### Task instructions
Give back an exact copy of the lines from the start of the material through the line bearing "pub struct SessionOptions". Include both ends and nothing else.

### Supplied information
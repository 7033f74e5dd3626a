//! Conversation session state machine
//!
//! A session owns the transcript, the unsent input buffer and the request
//! state. It moves between two states:
//!
//! ```text
//!            submit (non-blank input)
//!   Idle  ──────────────────────────────▶  Waiting
//!    ▲                                       │
//!    └──── on_answer_received / failed ──────┘
//! ```
//!
//! Everything else (blank submits, submits while waiting, input edits) leaves
//! the state untouched.

use chrono::{DateTime, Utc};
use uuid::Uuid;

use crate::answering::AnswerError;
use crate::config::SessionConfig;
use crate::conversation::{Message, Transcript};

use super::dispatch::Settlement;

/// Text shown to the user whenever a question fails for any reason
pub const FALLBACK_MESSAGE: &str = "Sorry, I ran into an error. Please try again.";

/// Map any answering failure to the text the user sees.
///
/// All failures collapse to [`FALLBACK_MESSAGE`]; the error detail is for logs only.
pub fn fallback_message(_error: &AnswerError) -> &'static str {
    FALLBACK_MESSAGE
}

/// Whether a question is currently in flight
#[derive(Debug, Clone, Copy, PartialEq, Eq)]
pub enum RequestState {
    Idle,
    Waiting { since: DateTime<Utc> },
}

#[derive(Debug, Clone, Default)]
pub struct SessionOptions {
    /// Bot message seeded into the transcript at creation
    pub greeting: Option<String>,
}

impl SessionOptions {
    pub fn from_config(config: &SessionConfig) -> Self {
        Self {
            greeting: config.greeting(),
        }
    }
}

/// One line of the rendered conversation
#[derive(Debug, Clone, PartialEq)]
pub enum ViewEntry<'a> {
    Message(&'a Message),
    /// Transient indicator that an answer is outstanding; never part of the transcript
    Pending { since: DateTime<Utc> },
}

/// Everything a renderer needs to draw the session
#[derive(Debug, Clone, PartialEq)]
pub struct SessionView<'a> {
    pub entries: Vec<ViewEntry<'a>>,
    pub input: &'a str,
    pub input_enabled: bool,
}

#[derive(Debug)]
pub struct ConversationSession {
    id: Uuid,
    transcript: Transcript,
    pending: String,
    state: RequestState,
}

impl ConversationSession {
    pub fn new(options: SessionOptions) -> Self {
        let mut transcript = Transcript::new();
        if let Some(greeting) = options.greeting {
            transcript.push(Message::bot(greeting));
        }

        let id = Uuid::new_v4();
        tracing::debug!(session_id = %id, seeded = !transcript.is_empty(), "Session created");

        Self {
            id,
            transcript,
            pending: String::new(),
            state: RequestState::Idle,
        }
    }

    pub fn id(&self) -> Uuid {
        self.id
    }

    pub fn transcript(&self) -> &Transcript {
        &self.transcript
    }

    pub fn pending(&self) -> &str {
        &self.pending
    }

    pub fn state(&self) -> RequestState {
        self.state
    }

    pub fn awaiting_response(&self) -> bool {
        matches!(self.state, RequestState::Waiting { .. })
    }

    /// Replace the input buffer verbatim
    pub fn update_input(&mut self, text: impl Into<String>) {
        self.pending = text.into();
    }

    /// Accept the buffered input as a question.
    ///
    /// Returns the question to send, exactly as appended to the transcript, or
    /// `None` (with no state change) when the buffer is blank or a question is
    /// already in flight.
    pub fn submit(&mut self) -> Option<String> {
        if self.pending.trim().is_empty() || self.awaiting_response() {
            return None;
        }

        let question = std::mem::take(&mut self.pending);
        self.transcript.push(Message::user(question.as_str()));
        self.state = RequestState::Waiting { since: Utc::now() };

        tracing::info!(session_id = %self.id, chars = question.chars().count(), "Question submitted");
        Some(question)
    }

    /// Record a successful answer. The text is shown as-is, even when empty.
    pub fn on_answer_received(&mut self, answer: impl Into<String>) -> bool {
        if !self.release() {
            return false;
        }
        self.transcript.push(Message::bot(answer));
        tracing::info!(session_id = %self.id, "Answer received");
        true
    }

    /// Record a failed question with the fallback text. The error is logged, not shown.
    pub fn on_answer_failed(&mut self, error: &AnswerError) -> bool {
        if !self.release() {
            return false;
        }
        self.transcript.push(Message::bot(fallback_message(error)));
        tracing::warn!(session_id = %self.id, error = %error, "Question failed");
        true
    }

    /// Apply the outcome of a dispatched question
    pub fn settle(&mut self, settlement: Settlement) -> bool {
        match settlement.outcome {
            Ok(answer) => self.on_answer_received(answer),
            Err(error) => self.on_answer_failed(&error),
        }
    }

    /// Leave `Waiting`. Outcomes that arrive while idle are dropped.
    fn release(&mut self) -> bool {
        match self.state {
            RequestState::Waiting { since } => {
                self.state = RequestState::Idle;
                let elapsed = Utc::now() - since;
                tracing::debug!(
                    session_id = %self.id,
                    elapsed_ms = elapsed.num_milliseconds(),
                    "Request settled"
                );
                true
            }
            RequestState::Idle => {
                tracing::warn!(session_id = %self.id, "Ignoring outcome with no request in flight");
                false
            }
        }
    }

    /// Render the session. Pure: reads state only.
    pub fn view(&self) -> SessionView<'_> {
        let mut entries: Vec<ViewEntry<'_>> =
            self.transcript.iter().map(ViewEntry::Message).collect();
        if let RequestState::Waiting { since } = self.state {
            entries.push(ViewEntry::Pending { since });
        }

        SessionView {
            entries,
            input: &self.pending,
            input_enabled: !self.awaiting_response(),
        }
    }
}

impl Default for ConversationSession {
    fn default() -> Self {
        Self::new(SessionOptions::default())
    }
}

### Solution to the exercise
repository 7033f74e5dd3626a
//! Conversation session state machine
//!
//! A session owns the transcript, the unsent input buffer and the request
//! state. It moves between two states:
//!
//! ```text
//!            submit (non-blank input)
//!   Idle  ──────────────────────────────▶  Waiting
//!    ▲                                       │
//!    └──── on_answer_received / failed ──────┘
//! ```
//!
//! Everything else (blank submits, submits while waiting, input edits) leaves
//! the state untouched.

use chrono::{DateTime, Utc};
use uuid::Uuid;

use crate::answering::AnswerError;
use crate::config::SessionConfig;
use crate::conversation::{Message, Transcript};

use super::dispatch::Settlement;

/// Text shown to the user whenever a question fails for any reason
pub const FALLBACK_MESSAGE: &str = "Sorry, I ran into an error. Please try again.";

/// Map any answering failure to the text the user sees.
///
/// All failures collapse to [`FALLBACK_MESSAGE`]; the error detail is for logs only.
pub fn fallback_message(_error: &AnswerError) -> &'static str {
    FALLBACK_MESSAGE
}

/// Whether a question is currently in flight
#[derive(Debug, Clone, Copy, PartialEq, Eq)]
pub enum RequestState {
    Idle,
    Waiting { since: DateTime<Utc> },
}

#[derive(Debug, Clone, Default)]
pub struct SessionOptions {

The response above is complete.